By our assumptions, the right hand side goes to zero as k goes to infinity. This proves (22).

\((ii)\) The proof of this part is similar to the proof of the first part of the theorem. The only difference is that one needs to use the formula for higher derivatives of the function \(\frac{1}{w(x+n)}\). \(\square \)

In the following example we construct a weighted translation operator on \(\mathcal {S}(\mathbb {R})\) which is hypercyclic and is not mixing (and thus not chaotic).

Example 3

Let \(w\in \mathcal {O}_M(\mathbb {R})\) be a real valued function with the following properties:

  1. (i)

    \(w(x)=2\) for \(x\ge -2\) and for \(x \in [-2^{k+1}, -2^k-2^{k-1}-1]\) for \(k\in \mathbb {N}\);

  2. (ii)

    \(w(x)=1\slash 2\) for \(x\in [-2^k-2^{k-1}, -2^k-1]\) for \(k\in \mathbb {N}\)

  3. (iii)

    w is decreasing on \([-2^k-2^{k-1}-1, -2^k-2^{k-1}]\) for \(k\in \mathbb {N}\);

  4. (iv)

    w is increasing on \([-2^k-1, -2^k]\) for \(k\in \mathbb {N}\);

  5. (v)

    \(w(x)w(x-2^{k-1})=1\) for \(x\in [-2^k-1,-2^k]\) and \(k\in \mathbb {N}\).

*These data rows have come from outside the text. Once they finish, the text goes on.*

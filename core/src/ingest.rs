use anyhow::{ensure, Context, Result};
use rayon::prelude::*;
use serde::Serialize;
use serde_json::Value;
use std::collections::BTreeMap;
use std::fs;
use std::path::{Path, PathBuf};

use crate::freq::{index_document, DocIndex};
use crate::index::{invert, IndexStore};

/// Default context window size in tokens.
pub const DEFAULT_WINDOW: usize = 10;

#[derive(Debug, Clone)]
pub struct IndexOptions {
    /// Strip HTML markup before tokenizing.
    pub html: bool,
    /// Context window size in tokens, must be positive.
    pub window: usize,
}

impl Default for IndexOptions {
    fn default() -> Self {
        Self {
            html: false,
            window: DEFAULT_WINDOW,
        }
    }
}

/// Names the record fields used by [`index_records`]: which field holds the
/// readable file path and which holds the document id.
#[derive(Debug, Clone)]
pub struct RecordConfig {
    pub path_field: String,
    pub link_field: String,
}

/// A per-document ingestion failure. The batch continues past these.
#[derive(Debug, Clone, Serialize)]
pub struct IngestError {
    pub path: String,
    pub reason: String,
}

/// Whatever was successfully indexed plus the per-document failures, so a
/// partial index is never mistaken for a complete one.
#[derive(Debug)]
pub struct IndexOutcome {
    pub store: IndexStore,
    pub errors: Vec<IngestError>,
}

struct DocSource {
    id: String,
    path: PathBuf,
    info: Option<Value>,
}

/// Index every file directly inside the given folders (non-recursive;
/// sub-directory entries are skipped, not descended into). Document ids take
/// the form `<lastFolderSegment>/<filename>`. Entries are processed in
/// sorted file-name order so the resulting index is deterministic.
///
/// Unreadable files or folders are collected as errors without aborting the
/// rest of the batch.
pub fn index_folders(folders: &[PathBuf], options: &IndexOptions) -> Result<IndexOutcome> {
    ensure!(options.window > 0, "window size must be positive");

    let mut sources: Vec<DocSource> = Vec::new();
    let mut errors: Vec<IngestError> = Vec::new();

    for folder in folders {
        tracing::info!(folder = %folder.display(), "processing folder");
        let segment = folder
            .file_name()
            .map(|s| s.to_string_lossy().into_owned())
            .unwrap_or_default();

        let entries = match fs::read_dir(folder) {
            Ok(rd) => rd,
            Err(e) => {
                errors.push(IngestError {
                    path: folder.display().to_string(),
                    reason: e.to_string(),
                });
                continue;
            }
        };

        let mut paths: Vec<PathBuf> = entries
            .filter_map(|entry| entry.ok().map(|e| e.path()))
            .collect();
        paths.sort();

        for path in paths {
            if path.is_dir() {
                continue;
            }
            let file_name = match path.file_name() {
                Some(name) => name.to_string_lossy().into_owned(),
                None => continue,
            };
            sources.push(DocSource {
                id: format!("{segment}/{file_name}"),
                path,
                info: None,
            });
        }
    }

    Ok(run_pipeline(sources, errors, options, false))
}

/// Index the files named by a list of metadata records. The field named by
/// `config.path_field` locates the file; the value of `config.link_field`
/// becomes the document id, and the whole record is attached as that
/// document's metadata. Records with missing fields or unreadable paths are
/// collected as errors and excluded from the index.
pub fn index_records(
    records: &[Value],
    config: &RecordConfig,
    options: &IndexOptions,
) -> Result<IndexOutcome> {
    ensure!(options.window > 0, "window size must be positive");

    let mut sources: Vec<DocSource> = Vec::new();
    let mut errors: Vec<IngestError> = Vec::new();

    for record in records {
        let Some(path) = record.get(&config.path_field).and_then(Value::as_str) else {
            errors.push(IngestError {
                path: String::new(),
                reason: format!("record is missing field `{}`", config.path_field),
            });
            continue;
        };
        let Some(id) = record.get(&config.link_field).and_then(Value::as_str) else {
            errors.push(IngestError {
                path: path.to_string(),
                reason: format!("record is missing field `{}`", config.link_field),
            });
            continue;
        };
        sources.push(DocSource {
            id: id.to_string(),
            path: PathBuf::from(path),
            info: Some(record.clone()),
        });
    }

    Ok(run_pipeline(sources, errors, options, true))
}

/// Map then reduce: each document runs its tokenize -> chunk -> frequency
/// pipeline in isolation and in parallel; completed per-document results are
/// merged sequentially, and only then is the inverted index built over the
/// fully materialized set.
fn run_pipeline(
    sources: Vec<DocSource>,
    mut errors: Vec<IngestError>,
    options: &IndexOptions,
    with_info: bool,
) -> IndexOutcome {
    let results: Vec<Result<(DocSource, DocIndex), IngestError>> = sources
        .into_par_iter()
        .map(|src| {
            let text = read_source(&src.path, options.html).map_err(|e| IngestError {
                path: src.path.display().to_string(),
                reason: format!("{e:#}"),
            })?;
            let doc = index_document(&text, options.window);
            Ok((src, doc))
        })
        .collect();

    let mut store = IndexStore {
        doc_info: with_info.then(BTreeMap::new),
        ..IndexStore::default()
    };
    let mut order: Vec<String> = Vec::new();

    for result in results {
        match result {
            Ok((src, doc)) => {
                order.push(src.id.clone());
                store.doc_chunks.insert(src.id.clone(), doc.chunks);
                store.doc_freqs.insert(src.id.clone(), doc.freqs);
                if let (Some(info), Some(map)) = (src.info, store.doc_info.as_mut()) {
                    map.insert(src.id, info);
                }
            }
            Err(e) => {
                tracing::warn!(path = %e.path, reason = %e.reason, "document skipped");
                errors.push(e);
            }
        }
    }

    store.inv_index = invert(order.iter().filter_map(|id| store.doc_freqs.get_key_value(id)));
    tracing::info!(docs = store.num_docs(), errors = errors.len(), "indexing complete");
    IndexOutcome { store, errors }
}

fn read_source(path: &Path, html: bool) -> Result<String> {
    ensure!(!path.is_dir(), "expected a file, found a directory");
    let raw = fs::read_to_string(path).with_context(|| "reading file")?;
    Ok(if html { html_text(&raw) } else { raw })
}

/// Extract the text content of an HTML document: all markup removed, text
/// nodes joined by single spaces.
fn html_text(raw: &str) -> String {
    let doc = scraper::Html::parse_document(raw);
    doc.root_element().text().collect::<Vec<_>>().join(" ")
}

#[cfg(test)]
mod tests {
    use super::*;

    #[test]
    fn html_markup_is_stripped() {
        let text = html_text("<html><body><h1>Placebo</h1><p>near the <b>table</b></p></body></html>");
        assert!(text.contains("Placebo"));
        assert!(text.contains("table"));
        assert!(!text.contains('<'));
    }

    #[test]
    fn zero_window_is_rejected() {
        let options = IndexOptions { html: false, window: 0 };
        assert!(index_folders(&[], &options).is_err());
        assert!(index_records(&[], &RecordConfig {
            path_field: "file_path".into(),
            link_field: "id".into(),
        }, &options).is_err());
    }

    #[test]
    fn record_missing_fields_become_errors() {
        let records = vec![serde_json::json!({"id": "1"})];
        let config = RecordConfig {
            path_field: "file_path".into(),
            link_field: "id".into(),
        };
        let outcome = index_records(&records, &config, &IndexOptions::default()).unwrap();
        assert!(outcome.store.is_empty());
        assert_eq!(outcome.errors.len(), 1);
    }
}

It is clear that we can find such a function in \(\mathcal {O}_M(\mathbb {R})\). From Proposition 1 we obtain that for every compact set \(K\subset \mathbb {R}\)

$$\begin{aligned} \sup _{x\in K+k} \left( 1+x^2\right) ^j\left| \left( \frac{1}{\prod _{n=1}^{k}w(x -n)} \right) ^{(l)}\right| \xrightarrow {k\rightarrow \infty } 0 \quad \text { for every } j,l\ge 0. \end{aligned}$$

Now, if \(K=[-D, D]\), where \(D\in \mathbb {N}\), then one can easily check that that for every \(j\ge 0\)

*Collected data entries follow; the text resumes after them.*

/// Slice `seq` into contiguous, non-overlapping windows of `window` elements,
/// starting at index 0. The final window may be shorter when the length is
/// not a multiple of `window`; an empty input yields zero chunks.
///
/// Cut points depend only on the sequence length, so the stemmed and raw
/// token sequences of one document (which are index-aligned) always produce
/// chunks with identical boundaries.
///
/// `window` must be greater than zero.
pub fn chunk<T: Clone>(seq: &[T], window: usize) -> Vec<Vec<T>> {
    seq.chunks(window).map(|c| c.to_vec()).collect()
}

#[cfg(test)]
mod tests {
    use super::*;

    #[test]
    fn cuts_fixed_windows_with_short_tail() {
        let seq: Vec<u32> = (0..25).collect();
        let chunks = chunk(&seq, 10);
        assert_eq!(chunks.len(), 3);
        assert_eq!(chunks[0].len(), 10);
        assert_eq!(chunks[1].len(), 10);
        assert_eq!(chunks[2].len(), 5);
        assert_eq!(chunks[1][0], 10);
    }

    #[test]
    fn empty_input_yields_zero_chunks() {
        let chunks = chunk::<u32>(&[], 10);
        assert!(chunks.is_empty());
    }

    #[test]
    fn concatenation_reconstructs_input() {
        let seq: Vec<u32> = (0..17).collect();
        let flat: Vec<u32> = chunk(&seq, 4).into_iter().flatten().collect();
        assert_eq!(flat, seq);
    }

    #[test]
    fn aligned_sequences_share_cut_points() {
        let a: Vec<u32> = (0..13).collect();
        let b: Vec<char> = "abcdefghijklm".chars().collect();
        let ca = chunk(&a, 5);
        let cb = chunk(&b, 5);
        assert_eq!(ca.len(), cb.len());
        for (x, y) in ca.iter().zip(cb.iter()) {
            assert_eq!(x.len(), y.len());
        }
    }
}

$$\begin{aligned} \sup _{x\in [-D,D]-2^k-2^{k-1}+D} \left( 1+x^2\right) ^j\left| \prod _{n=0}^{2^k+2^{k-1}-D-1}w(x +n)\right| \xrightarrow {k\rightarrow \infty } 0. \end{aligned}$$

By Proposition 2 we get that

$$\begin{aligned} \sup _{x\in [-D,D]-2^k-2^{k-1}+D} \left( 1+x^2\right) ^j\left| \left( \prod _{n=0}^{2^k+2^{k-1}-D-1}w(x +n)\right) ^{(l)}\right| \xrightarrow {k\rightarrow \infty } 0 \end{aligned}$$

for every \(j,l\ge 0\). By Theorem 1, this gives that \(T_w\) is hypercyclic. Let us now observe that for \(K=\{-1\}\) we have that

$$\begin{aligned} \sup _{x\in K-2^k} \prod _{n=0}^{2^k-1}w(x+n)=\prod _{n=0}^{2^k-1}w(-2^k-1+n)=1. \end{aligned}$$

This shows that \(T_w\) is not a mixing operator and thus also not chaotic.